(DATA RECORDS begins)

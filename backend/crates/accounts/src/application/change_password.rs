//! Change Password Use Case
//!
//! Re-authenticates with the current password before accepting the new
//! one. Existing sessions survive a password change; only the stored
//! hash is replaced.

use std::sync::Arc;

use crate::application::config::AccountsConfig;
use crate::domain::repository::UserRepository;
use crate::domain::value_object::{RawPassword, UserId, UserPassword};
use crate::error::{AccountError, AccountResult};

pub struct ChangePasswordInput {
    pub old_password: String,
    pub new_password: String,
}

/// Change password use case
pub struct ChangePasswordUseCase<R>
where
    R: UserRepository,
{
    repo: Arc<R>,
    config: Arc<AccountsConfig>,
}

impl<R> ChangePasswordUseCase<R>
where
    R: UserRepository,
{
    pub fn new(repo: Arc<R>, config: Arc<AccountsConfig>) -> Self {
        Self { repo, config }
    }

    pub async fn execute(
        &self,
        user_id: &UserId,
        input: ChangePasswordInput,
    ) -> AccountResult<()> {
        if input.old_password.is_empty() {
            return Err(AccountError::MissingField("oldPassword"));
        }
        if input.new_password.is_empty() {
            return Err(AccountError::MissingField("newPassword"));
        }

        let user = self
            .repo
            .find_by_id(user_id)
            .await?
            .ok_or(AccountError::UserNotFound)?;

        let old = RawPassword::new(input.old_password)
            .map_err(|_| AccountError::InvalidCredentials)?;
        if !user.password_hash.verify(&old, self.config.pepper()) {
            return Err(AccountError::InvalidCredentials);
        }

        let new = RawPassword::new(input.new_password)
            .map_err(|e| AccountError::Validation(e.to_string()))?;
        let hash = UserPassword::from_raw(&new, self.config.pepper())?;

        self.repo.update_password_hash(user_id, &hash).await?;

        tracing::info!(user_id = %user_id, "Password changed");
        Ok(())
    }
}
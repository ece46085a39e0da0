//! Domain Entities

pub mod user;

pub use user::User;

(DATA RECORDS ends)

**WORK ITEM**
The records above need to be duplicated. Keep every word unchanged.

**OUTPUT FOR THIS EXERCISE**
filename backend/crates/accounts/src/application/change_password.rs
//! Change Password Use Case
//!
//! Re-authenticates with the current password before accepting the new
//! one. Existing sessions survive a password change; only the stored
//! hash is replaced.

use std::sync::Arc;

use crate::application::config::AccountsConfig;
use crate::domain::repository::UserRepository;
use crate::domain::value_object::{RawPassword, UserId, UserPassword};
use crate::error::{AccountError, AccountResult};

pub struct ChangePasswordInput {
    pub old_password: String,
    pub new_password: String,
}

/// Change password use case
pub struct ChangePasswordUseCase<R>
where
    R: UserRepository,
{
    repo: Arc<R>,
    config: Arc<AccountsConfig>,
}

impl<R> ChangePasswordUseCase<R>
where
    R: UserRepository,
{
    pub fn new(repo: Arc<R>, config: Arc<AccountsConfig>) -> Self {
        Self { repo, config }
    }

    pub async fn execute(
        &self,
        user_id: &UserId,
        input: ChangePasswordInput,
    ) -> AccountResult<()> {
        if input.old_password.is_empty() {
            return Err(AccountError::MissingField("oldPassword"));
        }
        if input.new_password.is_empty() {
            return Err(AccountError::MissingField("newPassword"));
        }

        let user = self
            .repo
            .find_by_id(user_id)
            .await?
            .ok_or(AccountError::UserNotFound)?;

        let old = RawPassword::new(input.old_password)
            .map_err(|_| AccountError::InvalidCredentials)?;
        if !user.password_hash.verify(&old, self.config.pepper()) {
            return Err(AccountError::InvalidCredentials);
        }

        let new = RawPassword::new(input.new_password)
            .map_err(|e| AccountError::Validation(e.to_string()))?;
        let hash = UserPassword::from_raw(&new, self.config.pepper())?;

        self.repo.update_password_hash(user_id, &hash).await?;

        tracing::info!(user_id = %user_id, "Password changed");
        Ok(())
    }
}
repository ece46085a39e0da0
//! Domain Entities

pub mod user;

pub use user::User;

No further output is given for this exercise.